Des lycéens, prépas et étudiants adressent une lettre ouverte à leurs enseignants angoissés et émus par le nouveau mode de calcul de leur pension de retraite. Et si vous vous mobilisiez avec la même détermination, la même énergie, leur demandent-ils, contre l’urgence climatique? Arguments chiffrés à l’appui [arguments connus de tous: ah les boucles de rétroaction positive !], ces jeunes gens rappellent à leurs profs que s’ils ne sortent pas la tête du sable illico presto, leurs élèves d’aujourd’hui auront simplement toutes les peines du monde à jouir d’une retraite sur une planète vraisemblablement inhabitable, eux qui "auront à peine plus de quarante ans au milieu du siècle". Irréfutable. [Ce texte a été publié çà et là.]

***

« Chers professeurs, ces derniers mois, à travers votre mobilisation contre la réforme des retraites, vous nous avez montré la détermination dont vous savez faire preuve et l’organisation que vous savez mettre en œuvre pour peser dans les choix politiques. Si cet engagement contre une réforme manifestement injuste nous paraît légitime – et nous le soutenons –, il a aussi laissé perplexes bon nombre d’entre nous parce qu’il révèle, par contraste, l’absence presque indécente de mobilisation pour le problème infiniment plus grave qu’est pour notre génération la crise climatique.

« Tout semble se passer comme si celle-ci n’existait pas vraiment pour vous, comme si nous allions vivre une vie similaire à la vôtre, comme si vous croyiez qu’en vous battant pour les retraites, c’est aussi notre avenir que vous garantissez. Pourtant, l’âge moyen des enseignants aujourd’hui est de 43 ans. Or, selon les projections actuelles, quand nous aurons atteint cet âge, vers 2045, le monde sera à 2°, voire 3° de réchauffement par rapport à l’ère préindustrielle, à en croire les derniers modèles de l’Institut de recherches en sciences de l’environnement publiés à la fin de 2019. C’est-à-dire largement au-delà du point de bascule qui condamne la Terre à se réchauffer d’elle-même.

« La configuration biogéochimique de la Terre est telle qu’un certain nombre de boucles de rétroaction positive vont amplifier le réchauffement au fur et à mesure que du CO2 sera relâché dans l’atmosphère: l’acidification des océans au contact de la concentration croissante de CO2 diminue leur capacité d’absorption du carbone; de même, la fonte du pergélisol libère d’immenses quantités de méthane, tandis que la concentration de vapeur d’eau dans l’atmosphère, puissant gaz à effet de serre, augmente de 7% par degré supplémentaire de réchauffement.
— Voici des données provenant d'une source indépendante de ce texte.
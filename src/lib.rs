//! MI Agent - command-line bootstrap for the MI agent project.
//!
//! This library loads secrets from a `.env` file into the process
//! environment, solicits missing credentials, configures logging and
//! installs the crash handler used by the `mi-agent` binary.

pub mod env;
pub mod env_file;
pub mod secrets;
pub mod init;
pub mod config;
pub mod logging;
pub mod crash;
« Un article particulièrement marquant, publié en 2018 dans Proceedings of the National Academy of Sciences (Will Steffen et al.), situe ainsi aux alentours de +2° un point de bascule global au-delà duquel le réchauffement de la Terre s’amplifiera de lui-même quelles que soient nos politiques climatiques.

« Dans cette Terre "étuve", il sera de plus en plus difficile de cultiver les céréales sur lesquelles repose notre alimentation, et nos sociétés s’exposeront à la rupture des systèmes alimentaires (Zia Mehrabi, Nature Climate Change, 2020), à des feux de forêts d’ampleur jamais connue qui déverseront à leur tour des centaines de milliards de tonnes de CO2 dans l’atmosphère, et à un taux d’extinction des espèces bien supérieur à celui du permien-trias ou du trias jurassique (Stuart Pimm et al., Science, 2014).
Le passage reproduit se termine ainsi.